The University of Oklahoma and Mercy Hospital Oklahoma City are developing new short-term breast cancer risk prediction models that aim to help increase cancer detection of breast magnetic resonance imaging screening. With a $2.5 million grant from the National Institutes of Health/National Cancer Institute, OU and Mercy will develop and apply two new short-term breast cancer risk prediction approaches: a rule-in approach for identifying women who are excluded from current breast MRI screening guidelines but have a higher risk of developing or harboring mammography-occult (hidden) breast cancers, which can be detected by breast MRI; and a rule-out approach for women with an elevated lifetime cancer risk but no imminent risk.
Collaborators are Bin Zheng and Hong Liu, professors in the School of Electrical and Computer Engineering, Gallogly College of Engineering, and affiliates of the newly established School of Biomedical Engineering and the Stephenson Cancer Center on the OU Health Sciences Center campus, and Dr. Alan Hollingsworth, medical director of the Mercy Breast Center. They will analyze image features related to bilateral asymmetry of mammographic tissue density and/or MRI tissue enhancement signals of the left and right breasts of the same woman, which is highly correlated to the biological process of cancer development, to develop the rule-in and rule-out risk prediction models.
"The goal is to significantly increase cancer detection of breast MRI screenings by combining these two new risk assessment approaches," says Zheng.
Although breast MRI is the most sensitive imaging modality in detecting breast cancer at an early stage when used for asymptomatic screening, it is currently approved only for a small group of women with significantly higher risk of developing breast cancer in their lifetime as compared to the general population.
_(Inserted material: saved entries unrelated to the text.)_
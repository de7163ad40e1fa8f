//! # markwave_ast
//!
//! AST definitions for the markwave inline markup language.
//!
//! This crate provides the tree produced by `markwave_parser`, the optimizer
//! that rewrites it into canonical form, and a read-only visitor used by the
//! renderer.
//!
//! ## Architecture
//!
//! - [`Node`] is a sum type with three shapes: group, inserter and text
//! - Parents own their children (`Vec<Node>`), there is no sharing
//! - [`optimize`] rebuilds a tree bottom-up instead of mutating it in place
//!
//! ## Example
//!
//! ```rust
//! use markwave_ast::{Modifier, Node, optimize};
//!
//! let raw = Node::root(vec![
//!     Node::text("Hello, "),
//!     Node::root(vec![Node::text("world")]),
//!     Node::group(Modifier::Bold, vec![Node::text("")]),
//! ]);
//!
//! assert_eq!(optimize(raw), Some(Node::root(vec![Node::text("Hello, world")])));
//! ```

mod node;
mod node_type;
mod optimize;
pub mod visitor;

pub use node::{Group, Node};
pub use node_type::{Inserter, Modifier};
pub use optimize::{is_optimized, optimize, optimize_document};

// Re-export commonly used visitor items for convenience
pub use visitor::{VisitResult, Visitor};
//! # markwave_core
//!
//! Pipeline entry point for markwave markup.
//!
//! This crate provides:
//! - The [`Markup`] engine: parse, optimize, render
//! - Configuration loading from `.markwave.jsonc` / `.markwave.json`
//! - [`render_markup`], the single function the UI layer calls
//!
//! ## Example
//!
//! ```rust
//! use markwave_core::{PresentationUnit, render_markup};
//!
//! let units = render_markup("a\\newlineb");
//!
//! assert_eq!(
//!     units,
//!     vec![
//!         PresentationUnit::text("a"),
//!         PresentationUnit::Break,
//!         PresentationUnit::text("b"),
//!     ]
//! );
//! ```

mod config;
mod error;
mod markup;

pub use config::{DEFAULT_CONFIG_TEMPLATE, MarkupConfig};
pub use error::MarkupError;
pub use markup::{Markup, render_markup, render_markup_with};

pub use markwave_ast::{Inserter, Modifier, Node};
pub use markwave_render::PresentationUnit;
//! Markup pipeline: parse, optimize, render.

use markwave_ast::{Node, optimize_document};
use markwave_parser::MarkupParser;
use markwave_render::{PresentationUnit, render};
use tracing::debug;

use crate::{MarkupConfig, MarkupError};

/// Renders `input` with the default delimiters.
///
/// This never fails: malformed markup degrades to literal text and blank
/// input yields no units.
pub fn render_markup(input: &str) -> Vec<PresentationUnit> {
    Markup::default().render(input)
}

/// Renders `input` with the delimiters and depth cap from `config`.
pub fn render_markup_with(
    input: &str,
    config: &MarkupConfig,
) -> Result<Vec<PresentationUnit>, MarkupError> {
    Ok(Markup::new(config)?.render(input))
}

/// A configured markup pipeline.
///
/// Holds no state between calls; every call builds a fresh tree.
#[derive(Debug, Clone, Default)]
pub struct Markup {
    parser: MarkupParser,
}

impl Markup {
    /// Creates a pipeline from a configuration.
    pub fn new(config: &MarkupConfig) -> Result<Self, MarkupError> {
        let options = config.parser_options()?;
        Ok(Self {
            parser: MarkupParser::new(options),
        })
    }

    /// Parses `input` into the raw, unoptimized tree.
    pub fn parse(&self, input: &str) -> Node {
        debug!(len = input.len(), "parsing markup");
        self.parser.parse(input)
    }

    /// Parses and optimizes `input`.
    ///
    /// Blank input (empty or whitespace only) yields the empty document.
    /// Whitespace inside a non-blank document is kept as text.
    pub fn parse_optimized(&self, input: &str) -> Node {
        if input.trim().is_empty() {
            return Node::root(vec![]);
        }

        let document = optimize_document(self.parse(input));
        debug_assert!(markwave_ast::is_optimized(&document));
        document
    }

    /// Parses, optimizes and renders `input`.
    pub fn render(&self, input: &str) -> Vec<PresentationUnit> {
        let units = render(&self.parse_optimized(input));
        debug!(units = units.len(), "rendered markup");
        units
    }
}
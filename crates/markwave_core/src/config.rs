//! Markup configuration.

use std::fs;
use std::path::{Path, PathBuf};

use markwave_parser::{DEFAULT_MAX_DEPTH, Delimiters, ParseOptions};
use serde::{Deserialize, Serialize};
use tracing::debug;

use crate::MarkupError;

/// Contents written by `markwave init`.
pub const DEFAULT_CONFIG_TEMPLATE: &str = r#"{
  // Character introducing escapes, inserters and modifiers.
  "commandPrefix": "\\",
  // Brackets around modifier arguments.
  "open": "{",
  "close": "}",
  // Modifiers nested deeper than this are kept as literal text.
  "maxDepth": 64
}
"#;

/// Configuration for the markup pipeline.
#[derive(Debug, Clone, PartialEq, Eq, Serialize, Deserialize)]
#[serde(rename_all = "camelCase", deny_unknown_fields)]
pub struct MarkupConfig {
    /// Character introducing escapes, inserters and modifiers.
    #[serde(default = "default_command_prefix")]
    pub command_prefix: char,

    /// Character opening a modifier argument.
    #[serde(default = "default_open")]
    pub open: char,

    /// Character closing a modifier argument.
    #[serde(default = "default_close")]
    pub close: char,

    /// Maximum nesting of modifier arguments.
    #[serde(default = "default_max_depth")]
    pub max_depth: usize,
}

fn default_command_prefix() -> char {
    '\\'
}

fn default_open() -> char {
    '{'
}

fn default_close() -> char {
    '}'
}

fn default_max_depth() -> usize {
    DEFAULT_MAX_DEPTH
}

impl MarkupConfig {
    /// Configuration file names, in lookup order.
    pub const CONFIG_FILES: [&str; 2] = [".markwave.jsonc", ".markwave.json"];

    /// Creates the default configuration.
    pub fn new() -> Self {
        Self {
            command_prefix: default_command_prefix(),
            open: default_open(),
            close: default_close(),
            max_depth: default_max_depth(),
        }
    }

    /// Loads configuration from a file.
    pub fn from_file(path: impl AsRef<Path>) -> Result<Self, MarkupError> {
        let path = path.as_ref();
        let content = fs::read_to_string(path).map_err(|e| {
            MarkupError::config(format!("Failed to read {}: {}", path.display(), e))
        })?;

        debug!(path = %path.display(), "loaded markup config");
        Self::from_json(&content)
    }

    /// Parses configuration from a JSON string. Comments and trailing commas
    /// are accepted.
    pub fn from_json(json: &str) -> Result<Self, MarkupError> {
        let value = jsonc_parser::parse_to_serde_value(json, &Default::default())
            .map_err(|e| MarkupError::config(format!("Invalid JSON: {}", e)))?
            .unwrap_or(serde_json::Value::Object(serde_json::Map::new()));

        let config: Self = serde_json::from_value(value)
            .map_err(|e| MarkupError::config(format!("Invalid config: {}", e)))?;

        config.parser_options()?;
        Ok(config)
    }

    /// Returns the first configuration file present in `dir`.
    pub fn discover(dir: impl AsRef<Path>) -> Option<PathBuf> {
        Self::CONFIG_FILES
            .iter()
            .map(|name| dir.as_ref().join(name))
            .find(|path| path.is_file())
    }

    /// Converts this configuration into validated parser options.
    pub fn parser_options(&self) -> Result<ParseOptions, MarkupError> {
        let delimiters = Delimiters::new(self.command_prefix, self.open, self.close)?;
        Ok(ParseOptions::new(delimiters).with_max_depth(self.max_depth))
    }
}

impl Default for MarkupConfig {
    fn default() -> Self {
        Self::new()
    }
}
Even in this high-risk population, the cancer detection yield of breast MRI screening is low, around 3 percent.
OU researchers will assemble a large and diverse digital mammogram and breast MRI image database with sequential screening examinations and verified diagnostic results provided by Hollingsworth at Mercy. Nearly 10,000 images will be studied over a five-year period, many of them requiring additional confirmation of normalcy, prompting review by dedicated breast radiologists at Mercy, Dr. Rebecca Stough and Dr. Melanie Pearce. The research team will develop and optimize new short-term models to predict the risk of a woman having mammography-occult early breast cancer after a negative mammography screening.
OU researchers will use the rule-in method to identify women with high-risk mammography-occult cancer from the general mammography screening population. A prospective clinical study will be performed at the Mercy Breast Center that tracks a minimum of 4,000 negative screening mammography cases to validate performance of the new risk model by identifying women with mammography-occult breast cancer that can be found on MRI. Using the rule-out process, researchers aim to reduce the repeated negative MRI screenings among the currently identified women with elevated risk.
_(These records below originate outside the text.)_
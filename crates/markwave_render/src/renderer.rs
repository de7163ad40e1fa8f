//! AST to presentation units.

use std::ops::ControlFlow;

use markwave_ast::visitor::{VisitResult, Visitor, walk_children};
use markwave_ast::{Group, Inserter, Node};

use crate::PresentationUnit;

/// Renders an optimized tree into presentation units.
///
/// A `none` group contributes its children's units directly; every other
/// group becomes one [`PresentationUnit::Styled`].
pub fn render(node: &Node) -> Vec<PresentationUnit> {
    Renderer::new().render(node)
}

/// Depth-first visitor collecting presentation units.
///
/// Keeps one frame per open styled group; the bottom frame holds the
/// top-level output.
#[derive(Debug)]
pub struct Renderer {
    frames: Vec<Vec<PresentationUnit>>,
}

impl Renderer {
    /// Creates a renderer with an empty output frame.
    pub fn new() -> Self {
        Self {
            frames: vec![Vec::new()],
        }
    }

    /// Consumes the renderer and returns the units for `node`.
    pub fn render(mut self, node: &Node) -> Vec<PresentationUnit> {
        let _ = self.visit_node(node);
        debug_assert_eq!(self.frames.len(), 1);
        self.frames.pop().unwrap_or_default()
    }

    fn emit(&mut self, unit: PresentationUnit) {
        if let Some(frame) = self.frames.last_mut() {
            frame.push(unit);
        }
    }
}

impl Default for Renderer {
    fn default() -> Self {
        Self::new()
    }
}

impl<'a> Visitor<'a> for Renderer {
    fn visit_group(&mut self, group: &'a Group) -> VisitResult {
        if group.modifier.is_transparent() {
            return walk_children(self, &group.children);
        }

        self.frames.push(Vec::new());
        let flow = walk_children(self, &group.children);
        let children = self.frames.pop().unwrap_or_default();
        self.emit(PresentationUnit::styled(group.modifier, children));
        flow
    }

    fn visit_inserter(&mut self, inserter: Inserter) -> VisitResult {
        self.emit(match inserter {
            Inserter::BrandMark => PresentationUnit::Brand,
            Inserter::LineBreak => PresentationUnit::Break,
        });
        ControlFlow::Continue(())
    }

    fn visit_text(&mut self, value: &'a str) -> VisitResult {
        self.emit(PresentationUnit::text(value));
        ControlFlow::Continue(())
    }
}
use std::fmt::Write;

use markwave_ast::Node;

/// Dumps an AST as an indented tree, one node per line.
///
/// ```text
/// group none
///   inserter brand-mark
///   group italic
///     text "x"
/// ```
pub fn to_tree(node: &Node) -> String {
    let mut output = String::new();
    write_node(&mut output, node, 0);
    output
}

fn write_node(output: &mut String, node: &Node, depth: usize) {
    let indent = "  ".repeat(depth);
    // Writing to a String cannot fail.
    let _ = match node {
        Node::Group(group) => writeln!(output, "{indent}group {}", group.modifier),
        Node::Inserter(inserter) => writeln!(output, "{indent}inserter {inserter}"),
        Node::Text(value) => writeln!(output, "{indent}text {value:?}"),
    };

    if let Node::Group(group) = node {
        for child in &group.children {
            write_node(output, child, depth + 1);
        }
    }
}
The research team will compare the new image feature based risk models with other existing breast cancer risk prediction models in assessing the short-term breast cancer risk. The development of a new feature fusion model will improve risk prediction performance. Finally, OU researchers will analyze data from the entire case pool, including subgroups of cases based on different classification criteria.
"The synergy of our two programs is unique," said Hollingsworth, a nationally recognized expert in breast cancer risk assessment and the epidemiology of screening with breast MRI. "Great discoveries at the basic science level can languish without a clinical counterpart to move the innovation into clinical trials. Professors Zheng and Liu have developed an image-based approach that could revolutionize breast cancer screening if this multi-pronged study is successful."
"The leadership and support from the University of Oklahoma and the Gallogly College of Engineering at OU and their vision of building a critical mass in medical imaging, the seamless collaboration between OU's Norman campus and the Stephenson Cancer Center on the OU Health Sciences Center campus was essential to our progress," states Liu.